++++ Input material

//! Handlers for `/counties` endpoints.
//!
//! | Method | Path | Notes |
//! |--------|------|-------|
//! | `GET` | `/counties/{county}/overview` | County average and sub-county breakdown |
//! | `GET` | `/counties/{county}/report` | Records in the county; optional `sub_county`, `term`, `year` |
//! | `GET` | `/counties/{county}/sub_counties` | Sub-counties with at least one school |
//!
//! County admins see only their own county; system admins see any.

use std::sync::Arc;

use axum::{
  Json,
  extract::{Path, Query, State},
};
use darasa_core::{
  performance::{CountyOverview, PerformanceView, Term},
  school::Role,
  store::{PerformanceFilter, SchoolStore},
};
use serde::Deserialize;

use crate::{context::Actor, error::ApiError};

/// Check that `actor` may read `county`.
pub(crate) async fn authorize_county<S: SchoolStore>(
  store: &S,
  actor: &Actor,
  county: &str,
) -> Result<(), ApiError> {
  actor.require(&[Role::CountyAdmin, Role::SystemAdmin])?;
  if actor.role == Role::SystemAdmin {
    return Ok(());
  }
  let own = admin_county(store, actor).await?;
  if own != county {
    return Err(ApiError::Forbidden(format!("county admin for {own} cannot read {county}")));
  }
  Ok(())
}

/// The county a county admin administers: that of their staff school.
pub(crate) async fn admin_county<S: SchoolStore>(
  store: &S,
  actor: &Actor,
) -> Result<String, ApiError> {
  let staff = actor.staff(store).await?;
  let school = store
    .get_school(staff.school_id)
    .await
    .map_err(ApiError::from_store)?
    .ok_or_else(|| ApiError::NotFound(format!("school {} not found", staff.school_id)))?;
  Ok(school.county)
}

// ─── Overview ─────────────────────────────────────────────────────────────────

/// `GET /counties/{county}/overview`
pub async fn overview<S: SchoolStore>(
  State(store): State<Arc<S>>,
  actor: Actor,
  Path(county): Path<String>,
) -> Result<Json<CountyOverview>, ApiError> {
  authorize_county(store.as_ref(), &actor, &county).await?;
  let overview = store
    .county_overview(county)
    .await
    .map_err(ApiError::from_store)?;
  Ok(Json(overview))
}

// ─── Report ───────────────────────────────────────────────────────────────────

#[derive(Debug, Deserialize, Default)]
pub struct ReportParams {
  pub sub_county: Option<String>,
  pub term:       Option<Term>,
  pub year:       Option<i32>,
}

/// `GET /counties/{county}/report[?sub_county=...][&term=...][&year=...]`
pub async fn report<S: SchoolStore>(
  State(store): State<Arc<S>>,
  actor: Actor,
  Path(county): Path<String>,
  Query(params): Query<ReportParams>,
) -> Result<Json<Vec<PerformanceView>>, ApiError> {
  authorize_county(store.as_ref(), &actor, &county).await?;

  let filter = PerformanceFilter {
    county: Some(county),
    sub_county: params.sub_county.filter(|s| !s.trim().is_empty()),
    term: params.term,
    year: params.year,
    ..PerformanceFilter::default()
  };
  let rows = store
    .fetch_performance(&filter)
    .await
    .map_err(ApiError::from_store)?;
  Ok(Json(rows))
}

// ─── Sub-counties ─────────────────────────────────────────────────────────────

/// `GET /counties/{county}/sub_counties`
pub async fn sub_counties<S: SchoolStore>(
  State(store): State<Arc<S>>,
  actor: Actor,
  Path(county): Path<String>,
) -> Result<Json<Vec<String>>, ApiError> {
  authorize_county(store.as_ref(), &actor, &county).await?;
  let subs = store
    .list_sub_counties(county)
    .await
    .map_err(ApiError::from_store)?;
  Ok(Json(subs))
}
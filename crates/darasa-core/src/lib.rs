//! Domain model for Darasa: subjects, grades, performance records, the school
//! registry, transfers, and the [`store::SchoolStore`] trait that backends
//! implement.
//!
//! Validation and grade arithmetic live here as plain functions, so they can
//! be tested without a database or an HTTP stack.

pub mod error;
pub mod grade;
pub mod performance;
pub mod school;
pub mod store;
pub mod subject;
pub mod transfer;

pub use error::{Error, Result};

++++++++

Exercise brief
All lines from the one holding "pub mod subject;" through the end of the entries need to be given again exactly. Leave out the others.

Response
pub mod subject;
pub mod transfer;

pub use error::{Error, Result};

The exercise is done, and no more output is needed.